• **DATA TO PROCESS**
☆ ☆ ☆ ☆ ☆

//! Variant serving integration tests.
//!
//! Run with: `cargo test -p pixvault-api --test variants_test`

#![cfg(feature = "native")]

mod helpers;

use axum_test::multipart::{MultipartForm, Part};
use helpers::{count_files, fixtures, setup_test_app, TestApp};
use serde_json::Value;
use std::future::IntoFuture;

/// Upload a PNG and return its public URL.
async fn upload_png(app: &TestApp, category: &str, width: u32, height: u32) -> (String, Vec<u8>) {
    let data = fixtures::png(width, height);
    let form = MultipartForm::new().add_part(
        "file",
        Part::bytes(data.clone())
            .file_name("source.png")
            .mime_type("image/png"),
    );
    let response = app
        .client()
        .post(&format!("/upload/{}", category))
        .multipart(form)
        .await;
    assert_eq!(response.status_code(), 200);
    let body: Value = response.json();
    (body["fileUrl"].as_str().unwrap().to_string(), data)
}

#[tokio::test]
async fn test_original_served_without_dimensions() {
    let app = setup_test_app().await;
    let (url, data) = upload_png(&app, "profileImage", 40, 20).await;

    let response = app.client().get(&url).await;

    assert_eq!(response.status_code(), 200);
    assert_eq!(response.as_bytes().as_ref(), data.as_slice());
    assert_eq!(response.header("content-type"), "image/png");
    assert_eq!(
        response.header("cache-control"),
        "public, max-age=3600, immutable"
    );
    assert_eq!(app.transcode_calls(), 0);
    assert_eq!(count_files(&app.cache_dir()), 0);
}

#[tokio::test]
async fn test_width_only_keeps_aspect_ratio_and_is_cached() {
    let app = setup_test_app().await;
    let (url, _) = upload_png(&app, "postImage", 200, 100).await;

    let first = app
        .client()
        .get(&url)
        .add_query_param("width", 100)
        .await;
    assert_eq!(first.status_code(), 200);
    let resized = image::load_from_memory(first.as_bytes()).unwrap();
    assert_eq!((resized.width(), resized.height()), (100, 50));

    let second = app
        .client()
        .get(&url)
        .add_query_param("width", 100)
        .await;
    assert_eq!(second.status_code(), 200);
    assert_eq!(first.as_bytes(), second.as_bytes());

    assert_eq!(app.transcode_calls(), 1);
    assert_eq!(count_files(&app.cache_dir()), 1);
}

#[tokio::test]
async fn test_both_dimensions() {
    let app = setup_test_app().await;
    let (url, _) = upload_png(&app, "postImage", 64, 64).await;

    let response = app
        .client()
        .get(&url)
        .add_query_param("width", 30)
        .add_query_param("height", 10)
        .await;

    assert_eq!(response.status_code(), 200);
    let resized = image::load_from_memory(response.as_bytes()).unwrap();
    assert_eq!((resized.width(), resized.height()), (30, 10));
}

#[tokio::test]
async fn test_distinct_sizes_get_distinct_cache_entries() {
    let app = setup_test_app().await;
    let (url, _) = upload_png(&app, "postImage", 80, 80).await;

    for width in [10, 20, 40] {
        let response = app
            .client()
            .get(&url)
            .add_query_param("width", width)
            .await;
        assert_eq!(response.status_code(), 200);
    }

    assert_eq!(app.transcode_calls(), 3);
    assert_eq!(count_files(&app.cache_dir()), 3);
}

#[tokio::test]
async fn test_concurrent_requests_share_one_transcode() {
    let app = setup_test_app().await;
    let (url, _) = upload_png(&app, "postImage", 300, 300).await;

    let request = || {
        app.client()
            .get(&url)
            .add_query_param("width", 50)
            .into_future()
    };
    let (a, b, c, d) = tokio::join!(request(), request(), request(), request());

    for response in [&a, &b, &c, &d] {
        assert_eq!(response.status_code(), 200);
        assert_eq!(response.as_bytes(), a.as_bytes());
    }
    assert_eq!(app.transcode_calls(), 1);
    assert_eq!(count_files(&app.cache_dir()), 1);
}

#[tokio::test]
async fn test_missing_original_is_not_found_and_not_cached() {
    let app = setup_test_app().await;

    let response = app
        .client()
        .get("/uploads/postImage/does-not-exist.png")
        .add_query_param("width", 10)
        .await;

    assert_eq!(response.status_code(), 404);
    let body: Value = response.json();
    assert_eq!(body["error"], "Image not found");
    assert_eq!(app.transcode_calls(), 0);
    assert_eq!(count_files(&app.cache_dir()), 0);
}

#[tokio::test]
async fn test_categories_are_isolated() {
    let app = setup_test_app().await;
    let (url, _) = upload_png(&app, "profileImage", 10, 10).await;
    let other = url.replace("/profileImage/", "/postImage/");

    let response = app.client().get(&other).await;
    assert_eq!(response.status_code(), 404);

    let response = app.client().get("/uploads/coverImage/whatever.png").await;
    assert_eq!(response.status_code(), 404);
}

#[tokio::test]
async fn test_invalid_dimensions_rejected() {
    let app = setup_test_app().await;
    let (url, _) = upload_png(&app, "postImage", 10, 10).await;

    for bad in ["abc", "-1", "0", "1.5", "100000"] {
        let response = app
            .client()
            .get(&url)
            .add_query_param("width", bad)
            .await;
        assert_eq!(response.status_code(), 400, "width={} accepted", bad);
    }

    assert_eq!(app.transcode_calls(), 0);
    assert_eq!(count_files(&app.cache_dir()), 0);
}

#[tokio::test]
async fn test_health_endpoints() {
    let app = setup_test_app().await;

    let live = app.client().get("/health").await;
    assert_eq!(live.status_code(), 200);
    assert_eq!(live.json::<Value>()["status"], "alive");

    let ready = app.client().get("/health/ready").await;
    assert_eq!(ready.status_code(), 200);
    let body: Value = ready.json();
    assert_eq!(body["status"], "ready");
    assert_eq!(body["media_backend"], "native");
}

#[tokio::test]
async fn test_openapi_document_served() {
    let app = setup_test_app().await;

    let response = app.client().get("/api/openapi.json").await;
    assert_eq!(response.status_code(), 200);
    let body: Value = response.json();
    assert!(body["paths"]["/upload/{category}"].is_object());
}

☆ ☆ ☆ ☆ ☆

• **WHAT YOU HAVE TO DO**
Whatever appears in the records must be returned exactly.

• **EXERCISE OUTPUT**
//! Variant serving integration tests.
//!
//! Run with: `cargo test -p pixvault-api --test variants_test`

#![cfg(feature = "native")]

mod helpers;

use axum_test::multipart::{MultipartForm, Part};
use helpers::{count_files, fixtures, setup_test_app, TestApp};
use serde_json::Value;
use std::future::IntoFuture;

/// Upload a PNG and return its public URL.
async fn upload_png(app: &TestApp, category: &str, width: u32, height: u32) -> (String, Vec<u8>) {
    let data = fixtures::png(width, height);
    let form = MultipartForm::new().add_part(
        "file",
        Part::bytes(data.clone())
            .file_name("source.png")
            .mime_type("image/png"),
    );
    let response = app
        .client()
        .post(&format!("/upload/{}", category))
        .multipart(form)
        .await;
    assert_eq!(response.status_code(), 200);
    let body: Value = response.json();
    (body["fileUrl"].as_str().unwrap().to_string(), data)
}

#[tokio::test]
async fn test_original_served_without_dimensions() {
    let app = setup_test_app().await;
    let (url, data) = upload_png(&app, "profileImage", 40, 20).await;

    let response = app.client().get(&url).await;

    assert_eq!(response.status_code(), 200);
    assert_eq!(response.as_bytes().as_ref(), data.as_slice());
    assert_eq!(response.header("content-type"), "image/png");
    assert_eq!(
        response.header("cache-control"),
        "public, max-age=3600, immutable"
    );
    assert_eq!(app.transcode_calls(), 0);
    assert_eq!(count_files(&app.cache_dir()), 0);
}

#[tokio::test]
async fn test_width_only_keeps_aspect_ratio_and_is_cached() {
    let app = setup_test_app().await;
    let (url, _) = upload_png(&app, "postImage", 200, 100).await;

    let first = app
        .client()
        .get(&url)
        .add_query_param("width", 100)
        .await;
    assert_eq!(first.status_code(), 200);
    let resized = image::load_from_memory(first.as_bytes()).unwrap();
    assert_eq!((resized.width(), resized.height()), (100, 50));

    let second = app
        .client()
        .get(&url)
        .add_query_param("width", 100)
        .await;
    assert_eq!(second.status_code(), 200);
    assert_eq!(first.as_bytes(), second.as_bytes());

    assert_eq!(app.transcode_calls(), 1);
    assert_eq!(count_files(&app.cache_dir()), 1);
}

#[tokio::test]
async fn test_both_dimensions() {
    let app = setup_test_app().await;
    let (url, _) = upload_png(&app, "postImage", 64, 64).await;

    let response = app
        .client()
        .get(&url)
        .add_query_param("width", 30)
        .add_query_param("height", 10)
        .await;

    assert_eq!(response.status_code(), 200);
    let resized = image::load_from_memory(response.as_bytes()).unwrap();
    assert_eq!((resized.width(), resized.height()), (30, 10));
}

#[tokio::test]
async fn test_distinct_sizes_get_distinct_cache_entries() {
    let app = setup_test_app().await;
    let (url, _) = upload_png(&app, "postImage", 80, 80).await;

    for width in [10, 20, 40] {
        let response = app
            .client()
            .get(&url)
            .add_query_param("width", width)
            .await;
        assert_eq!(response.status_code(), 200);
    }

    assert_eq!(app.transcode_calls(), 3);
    assert_eq!(count_files(&app.cache_dir()), 3);
}

#[tokio::test]
async fn test_concurrent_requests_share_one_transcode() {
    let app = setup_test_app().await;
    let (url, _) = upload_png(&app, "postImage", 300, 300).await;

    let request = || {
        app.client()
            .get(&url)
            .add_query_param("width", 50)
            .into_future()
    };
    let (a, b, c, d) = tokio::join!(request(), request(), request(), request());

    for response in [&a, &b, &c, &d] {
        assert_eq!(response.status_code(), 200);
        assert_eq!(response.as_bytes(), a.as_bytes());
    }
    assert_eq!(app.transcode_calls(), 1);
    assert_eq!(count_files(&app.cache_dir()), 1);
}

#[tokio::test]
async fn test_missing_original_is_not_found_and_not_cached() {
    let app = setup_test_app().await;

    let response = app
        .client()
        .get("/uploads/postImage/does-not-exist.png")
        .add_query_param("width", 10)
        .await;

    assert_eq!(response.status_code(), 404);
    let body: Value = response.json();
    assert_eq!(body["error"], "Image not found");
    assert_eq!(app.transcode_calls(), 0);
    assert_eq!(count_files(&app.cache_dir()), 0);
}

#[tokio::test]
async fn test_categories_are_isolated() {
    let app = setup_test_app().await;
    let (url, _) = upload_png(&app, "profileImage", 10, 10).await;
    let other = url.replace("/profileImage/", "/postImage/");

    let response = app.client().get(&other).await;
    assert_eq!(response.status_code(), 404);

    let response = app.client().get("/uploads/coverImage/whatever.png").await;
    assert_eq!(response.status_code(), 404);
}

#[tokio::test]
async fn test_invalid_dimensions_rejected() {
    let app = setup_test_app().await;
    let (url, _) = upload_png(&app, "postImage", 10, 10).await;

    for bad in ["abc", "-1", "0", "1.5", "100000"] {
        let response = app
            .client()
            .get(&url)
            .add_query_param("width", bad)
            .await;
        assert_eq!(response.status_code(), 400, "width={} accepted", bad);
    }

    assert_eq!(app.transcode_calls(), 0);
    assert_eq!(count_files(&app.cache_dir()), 0);
}

#[tokio::test]
async fn test_health_endpoints() {
    let app = setup_test_app().await;

    let live = app.client().get("/health").await;
    assert_eq!(live.status_code(), 200);
    assert_eq!(live.json::<Value>()["status"], "alive");

    let ready = app.client().get("/health/ready").await;
    assert_eq!(ready.status_code(), 200);
    let body: Value = ready.json();
    assert_eq!(body["status"], "ready");
    assert_eq!(body["media_backend"], "native");
}

#[tokio::test]
async fn test_openapi_document_served() {
    let app = setup_test_app().await;

    let response = app.client().get("/api/openapi.json").await;
    assert_eq!(response.status_code(), 200);
    let body: Value = response.json();
    assert!(body["paths"]["/upload/{category}"].is_object());
}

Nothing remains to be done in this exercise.